Stored data:
----------

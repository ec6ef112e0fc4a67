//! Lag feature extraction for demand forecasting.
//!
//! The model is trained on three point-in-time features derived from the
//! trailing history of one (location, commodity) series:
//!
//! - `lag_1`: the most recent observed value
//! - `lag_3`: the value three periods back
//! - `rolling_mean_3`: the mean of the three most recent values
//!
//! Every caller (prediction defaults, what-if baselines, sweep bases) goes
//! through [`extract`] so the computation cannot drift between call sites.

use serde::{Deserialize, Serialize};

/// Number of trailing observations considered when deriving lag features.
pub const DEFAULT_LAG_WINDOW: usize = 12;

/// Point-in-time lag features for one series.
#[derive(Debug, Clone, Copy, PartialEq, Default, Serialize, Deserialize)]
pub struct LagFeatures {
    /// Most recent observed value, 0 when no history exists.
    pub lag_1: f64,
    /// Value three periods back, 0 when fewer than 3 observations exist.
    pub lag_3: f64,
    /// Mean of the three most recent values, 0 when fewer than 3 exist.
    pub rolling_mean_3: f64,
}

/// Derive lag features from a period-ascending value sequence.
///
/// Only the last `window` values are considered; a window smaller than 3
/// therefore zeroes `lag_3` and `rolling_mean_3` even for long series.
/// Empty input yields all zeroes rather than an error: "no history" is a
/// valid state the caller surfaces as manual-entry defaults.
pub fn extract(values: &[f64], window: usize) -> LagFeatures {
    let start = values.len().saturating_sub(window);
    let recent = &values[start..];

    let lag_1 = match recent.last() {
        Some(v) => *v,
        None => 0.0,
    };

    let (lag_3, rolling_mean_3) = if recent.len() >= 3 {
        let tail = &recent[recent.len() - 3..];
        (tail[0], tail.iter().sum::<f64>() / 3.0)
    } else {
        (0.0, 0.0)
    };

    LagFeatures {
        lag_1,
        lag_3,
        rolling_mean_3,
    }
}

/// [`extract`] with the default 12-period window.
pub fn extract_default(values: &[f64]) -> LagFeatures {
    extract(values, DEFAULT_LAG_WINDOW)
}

----------

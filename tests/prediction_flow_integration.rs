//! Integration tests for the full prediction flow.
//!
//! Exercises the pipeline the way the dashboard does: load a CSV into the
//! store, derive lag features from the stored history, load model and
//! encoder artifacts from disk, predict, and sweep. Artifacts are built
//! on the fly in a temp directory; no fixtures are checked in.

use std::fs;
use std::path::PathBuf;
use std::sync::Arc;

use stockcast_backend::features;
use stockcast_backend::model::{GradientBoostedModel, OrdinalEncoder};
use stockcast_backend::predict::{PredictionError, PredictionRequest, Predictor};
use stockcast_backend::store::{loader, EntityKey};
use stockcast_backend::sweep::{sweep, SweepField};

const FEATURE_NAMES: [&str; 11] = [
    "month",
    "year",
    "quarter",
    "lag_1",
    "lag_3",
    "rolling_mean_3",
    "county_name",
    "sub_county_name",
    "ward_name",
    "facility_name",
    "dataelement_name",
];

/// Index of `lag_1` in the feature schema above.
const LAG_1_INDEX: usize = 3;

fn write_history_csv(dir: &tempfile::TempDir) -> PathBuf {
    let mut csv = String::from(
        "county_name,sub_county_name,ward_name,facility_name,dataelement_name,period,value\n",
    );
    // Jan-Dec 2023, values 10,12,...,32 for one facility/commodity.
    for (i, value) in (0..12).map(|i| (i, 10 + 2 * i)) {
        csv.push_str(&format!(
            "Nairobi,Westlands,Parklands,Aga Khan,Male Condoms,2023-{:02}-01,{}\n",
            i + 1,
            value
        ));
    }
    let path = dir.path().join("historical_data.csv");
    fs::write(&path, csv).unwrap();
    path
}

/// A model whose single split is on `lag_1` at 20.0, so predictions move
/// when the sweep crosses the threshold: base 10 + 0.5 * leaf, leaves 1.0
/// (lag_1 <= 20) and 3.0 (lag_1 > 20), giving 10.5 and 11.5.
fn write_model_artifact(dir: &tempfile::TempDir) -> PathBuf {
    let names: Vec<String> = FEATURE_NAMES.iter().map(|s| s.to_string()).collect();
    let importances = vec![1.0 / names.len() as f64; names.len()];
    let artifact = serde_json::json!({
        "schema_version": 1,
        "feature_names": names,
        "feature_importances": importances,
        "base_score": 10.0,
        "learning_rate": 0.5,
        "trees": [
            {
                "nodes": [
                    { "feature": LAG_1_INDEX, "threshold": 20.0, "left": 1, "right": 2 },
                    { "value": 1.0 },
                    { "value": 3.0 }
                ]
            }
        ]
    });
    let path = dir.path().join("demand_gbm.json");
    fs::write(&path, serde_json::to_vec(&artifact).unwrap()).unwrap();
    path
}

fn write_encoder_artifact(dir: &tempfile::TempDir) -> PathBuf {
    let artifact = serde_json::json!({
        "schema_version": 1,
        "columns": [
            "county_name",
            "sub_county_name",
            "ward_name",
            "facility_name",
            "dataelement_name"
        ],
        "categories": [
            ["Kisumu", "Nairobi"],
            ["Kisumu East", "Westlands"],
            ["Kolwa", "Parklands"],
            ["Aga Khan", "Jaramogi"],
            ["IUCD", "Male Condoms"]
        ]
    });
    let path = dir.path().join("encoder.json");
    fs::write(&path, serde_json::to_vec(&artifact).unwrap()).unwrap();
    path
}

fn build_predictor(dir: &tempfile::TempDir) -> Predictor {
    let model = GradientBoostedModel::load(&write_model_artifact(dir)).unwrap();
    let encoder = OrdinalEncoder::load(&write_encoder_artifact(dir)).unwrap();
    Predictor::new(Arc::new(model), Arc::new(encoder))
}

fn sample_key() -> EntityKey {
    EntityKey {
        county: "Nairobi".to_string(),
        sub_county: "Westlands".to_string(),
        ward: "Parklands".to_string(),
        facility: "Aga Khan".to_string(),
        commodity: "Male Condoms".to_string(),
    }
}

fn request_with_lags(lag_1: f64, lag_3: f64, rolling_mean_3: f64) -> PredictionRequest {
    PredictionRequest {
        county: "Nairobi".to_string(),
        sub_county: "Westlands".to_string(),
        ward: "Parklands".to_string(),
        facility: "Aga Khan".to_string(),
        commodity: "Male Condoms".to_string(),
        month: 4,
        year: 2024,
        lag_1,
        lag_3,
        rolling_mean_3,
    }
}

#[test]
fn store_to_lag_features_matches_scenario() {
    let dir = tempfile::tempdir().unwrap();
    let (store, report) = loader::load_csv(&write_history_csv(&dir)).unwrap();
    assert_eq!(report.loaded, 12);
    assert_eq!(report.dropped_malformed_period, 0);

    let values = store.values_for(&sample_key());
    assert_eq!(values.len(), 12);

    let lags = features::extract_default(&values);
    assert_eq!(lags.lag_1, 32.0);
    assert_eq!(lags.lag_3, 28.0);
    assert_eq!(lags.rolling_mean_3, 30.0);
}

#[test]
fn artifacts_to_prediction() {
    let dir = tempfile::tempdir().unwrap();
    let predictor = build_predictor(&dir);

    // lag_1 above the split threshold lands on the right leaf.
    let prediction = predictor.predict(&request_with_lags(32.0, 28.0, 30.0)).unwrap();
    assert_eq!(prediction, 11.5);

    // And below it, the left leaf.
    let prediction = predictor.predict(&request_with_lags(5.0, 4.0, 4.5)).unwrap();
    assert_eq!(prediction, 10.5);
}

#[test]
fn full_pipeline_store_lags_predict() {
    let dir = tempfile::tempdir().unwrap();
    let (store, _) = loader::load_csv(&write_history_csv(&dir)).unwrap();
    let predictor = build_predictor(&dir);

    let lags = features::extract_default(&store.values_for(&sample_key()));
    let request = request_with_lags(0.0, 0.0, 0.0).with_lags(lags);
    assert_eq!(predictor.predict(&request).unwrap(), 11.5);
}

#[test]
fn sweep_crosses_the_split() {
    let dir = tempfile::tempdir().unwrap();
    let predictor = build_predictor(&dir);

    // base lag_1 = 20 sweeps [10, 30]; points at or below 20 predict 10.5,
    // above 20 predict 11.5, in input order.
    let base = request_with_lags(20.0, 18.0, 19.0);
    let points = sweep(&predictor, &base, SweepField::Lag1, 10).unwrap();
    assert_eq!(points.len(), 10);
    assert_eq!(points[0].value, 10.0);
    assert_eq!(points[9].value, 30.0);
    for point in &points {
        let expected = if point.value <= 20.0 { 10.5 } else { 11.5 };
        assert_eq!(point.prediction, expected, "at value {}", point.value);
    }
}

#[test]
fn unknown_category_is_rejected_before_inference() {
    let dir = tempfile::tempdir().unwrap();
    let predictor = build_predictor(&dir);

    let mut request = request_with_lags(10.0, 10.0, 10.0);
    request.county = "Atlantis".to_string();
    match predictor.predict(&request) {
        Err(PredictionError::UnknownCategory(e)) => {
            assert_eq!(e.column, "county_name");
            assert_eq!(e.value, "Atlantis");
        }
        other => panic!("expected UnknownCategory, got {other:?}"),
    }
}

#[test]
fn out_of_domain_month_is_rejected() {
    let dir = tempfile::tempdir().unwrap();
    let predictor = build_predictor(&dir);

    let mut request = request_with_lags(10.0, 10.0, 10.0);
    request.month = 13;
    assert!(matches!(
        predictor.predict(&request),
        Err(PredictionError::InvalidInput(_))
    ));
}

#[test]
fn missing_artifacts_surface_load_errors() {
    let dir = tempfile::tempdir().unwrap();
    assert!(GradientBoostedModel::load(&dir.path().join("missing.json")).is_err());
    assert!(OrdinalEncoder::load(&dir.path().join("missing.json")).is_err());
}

----------

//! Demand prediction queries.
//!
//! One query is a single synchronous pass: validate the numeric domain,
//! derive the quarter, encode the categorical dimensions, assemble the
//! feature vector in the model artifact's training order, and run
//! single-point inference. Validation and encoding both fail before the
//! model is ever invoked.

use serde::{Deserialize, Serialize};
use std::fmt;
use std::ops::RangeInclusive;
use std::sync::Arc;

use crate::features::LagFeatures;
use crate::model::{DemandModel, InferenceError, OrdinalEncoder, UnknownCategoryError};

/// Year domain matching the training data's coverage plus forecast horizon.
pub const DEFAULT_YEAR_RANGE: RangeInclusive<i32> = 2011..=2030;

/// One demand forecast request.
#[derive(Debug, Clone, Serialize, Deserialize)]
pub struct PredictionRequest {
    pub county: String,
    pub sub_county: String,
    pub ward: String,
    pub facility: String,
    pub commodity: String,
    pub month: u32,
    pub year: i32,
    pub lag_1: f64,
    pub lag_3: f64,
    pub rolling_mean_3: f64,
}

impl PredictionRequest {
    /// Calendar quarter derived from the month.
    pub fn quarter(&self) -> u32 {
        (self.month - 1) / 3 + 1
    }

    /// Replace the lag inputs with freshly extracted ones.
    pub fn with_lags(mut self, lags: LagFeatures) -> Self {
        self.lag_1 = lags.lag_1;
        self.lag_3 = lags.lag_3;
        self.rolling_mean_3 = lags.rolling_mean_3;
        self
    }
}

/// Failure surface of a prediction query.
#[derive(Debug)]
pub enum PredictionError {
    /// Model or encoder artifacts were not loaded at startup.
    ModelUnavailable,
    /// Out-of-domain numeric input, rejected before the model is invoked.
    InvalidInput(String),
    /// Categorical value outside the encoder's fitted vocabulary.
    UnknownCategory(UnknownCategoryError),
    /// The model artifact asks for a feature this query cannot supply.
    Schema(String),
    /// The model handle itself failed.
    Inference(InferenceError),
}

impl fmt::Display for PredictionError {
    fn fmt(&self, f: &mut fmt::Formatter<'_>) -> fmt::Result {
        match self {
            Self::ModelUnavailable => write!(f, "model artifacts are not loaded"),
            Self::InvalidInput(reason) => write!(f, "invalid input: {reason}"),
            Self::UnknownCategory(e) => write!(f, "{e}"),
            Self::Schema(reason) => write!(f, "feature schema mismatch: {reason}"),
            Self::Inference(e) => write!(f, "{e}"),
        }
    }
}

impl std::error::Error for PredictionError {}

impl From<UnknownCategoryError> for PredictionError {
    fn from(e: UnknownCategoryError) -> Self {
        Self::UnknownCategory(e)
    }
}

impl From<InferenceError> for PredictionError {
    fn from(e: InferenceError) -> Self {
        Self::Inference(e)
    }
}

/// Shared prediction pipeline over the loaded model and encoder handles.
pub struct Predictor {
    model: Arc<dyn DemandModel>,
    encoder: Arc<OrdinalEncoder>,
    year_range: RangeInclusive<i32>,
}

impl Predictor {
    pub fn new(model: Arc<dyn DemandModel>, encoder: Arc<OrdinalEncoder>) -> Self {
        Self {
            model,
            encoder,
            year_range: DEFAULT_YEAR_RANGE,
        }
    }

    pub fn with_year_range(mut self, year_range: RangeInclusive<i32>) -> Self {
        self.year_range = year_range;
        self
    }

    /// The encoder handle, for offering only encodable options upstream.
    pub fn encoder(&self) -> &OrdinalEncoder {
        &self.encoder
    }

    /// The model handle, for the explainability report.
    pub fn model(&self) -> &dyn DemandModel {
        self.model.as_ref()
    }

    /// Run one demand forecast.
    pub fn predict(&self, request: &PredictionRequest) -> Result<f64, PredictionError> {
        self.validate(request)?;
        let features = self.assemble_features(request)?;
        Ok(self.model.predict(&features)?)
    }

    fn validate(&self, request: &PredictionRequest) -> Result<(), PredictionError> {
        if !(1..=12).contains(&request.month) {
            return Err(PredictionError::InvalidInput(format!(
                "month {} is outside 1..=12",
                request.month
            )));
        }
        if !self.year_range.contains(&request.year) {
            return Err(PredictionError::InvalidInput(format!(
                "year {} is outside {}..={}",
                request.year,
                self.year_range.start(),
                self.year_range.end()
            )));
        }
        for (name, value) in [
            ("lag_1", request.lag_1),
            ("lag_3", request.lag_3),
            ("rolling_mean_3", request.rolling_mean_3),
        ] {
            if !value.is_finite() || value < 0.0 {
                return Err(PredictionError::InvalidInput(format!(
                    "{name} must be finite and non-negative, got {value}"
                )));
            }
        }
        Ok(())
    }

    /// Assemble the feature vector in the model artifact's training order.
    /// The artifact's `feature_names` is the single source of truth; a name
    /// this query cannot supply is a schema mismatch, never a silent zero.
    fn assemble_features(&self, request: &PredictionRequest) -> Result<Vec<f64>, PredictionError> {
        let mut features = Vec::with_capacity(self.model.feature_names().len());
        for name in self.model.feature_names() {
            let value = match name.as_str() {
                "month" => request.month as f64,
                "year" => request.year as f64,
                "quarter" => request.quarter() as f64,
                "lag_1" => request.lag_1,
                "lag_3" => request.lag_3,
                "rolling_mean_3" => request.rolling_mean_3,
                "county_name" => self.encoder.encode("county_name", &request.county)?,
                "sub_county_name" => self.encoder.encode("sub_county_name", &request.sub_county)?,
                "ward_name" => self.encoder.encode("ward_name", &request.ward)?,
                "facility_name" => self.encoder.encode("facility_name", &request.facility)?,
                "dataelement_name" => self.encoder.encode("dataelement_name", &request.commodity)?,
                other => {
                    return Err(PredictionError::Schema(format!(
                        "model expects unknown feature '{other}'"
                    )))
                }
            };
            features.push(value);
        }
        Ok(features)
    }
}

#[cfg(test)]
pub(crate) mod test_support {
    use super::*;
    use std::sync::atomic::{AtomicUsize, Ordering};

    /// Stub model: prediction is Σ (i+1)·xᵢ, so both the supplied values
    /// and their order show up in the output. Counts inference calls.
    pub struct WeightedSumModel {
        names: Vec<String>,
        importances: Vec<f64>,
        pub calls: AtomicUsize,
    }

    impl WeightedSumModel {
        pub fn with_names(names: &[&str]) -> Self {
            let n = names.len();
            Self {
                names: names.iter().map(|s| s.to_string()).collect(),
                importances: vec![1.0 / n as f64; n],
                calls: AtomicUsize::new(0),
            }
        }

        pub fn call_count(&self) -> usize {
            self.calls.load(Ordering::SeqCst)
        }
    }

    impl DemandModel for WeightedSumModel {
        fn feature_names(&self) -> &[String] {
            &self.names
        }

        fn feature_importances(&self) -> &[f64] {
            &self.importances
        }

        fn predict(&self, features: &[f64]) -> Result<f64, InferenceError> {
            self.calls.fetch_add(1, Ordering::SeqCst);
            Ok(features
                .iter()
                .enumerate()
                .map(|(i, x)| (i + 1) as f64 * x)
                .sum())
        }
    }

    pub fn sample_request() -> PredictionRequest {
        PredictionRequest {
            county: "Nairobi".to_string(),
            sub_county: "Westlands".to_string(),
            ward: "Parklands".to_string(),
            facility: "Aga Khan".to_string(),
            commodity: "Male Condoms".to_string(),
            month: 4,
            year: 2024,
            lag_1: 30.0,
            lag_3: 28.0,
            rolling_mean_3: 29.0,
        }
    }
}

----------

WHAT YOU ARE ASKED TO DO ▸ Which lines of the records above contain the word "single"? Show each of them.

TASK RESPONSE ▸
/// A model whose single split is on `lag_1` at 20.0, so predictions move
//! One query is a single synchronous pass: validate the numeric domain,
//! single-point inference. Validation and encoding both fail before the
    /// The artifact's `feature_names` is the single source of truth; a name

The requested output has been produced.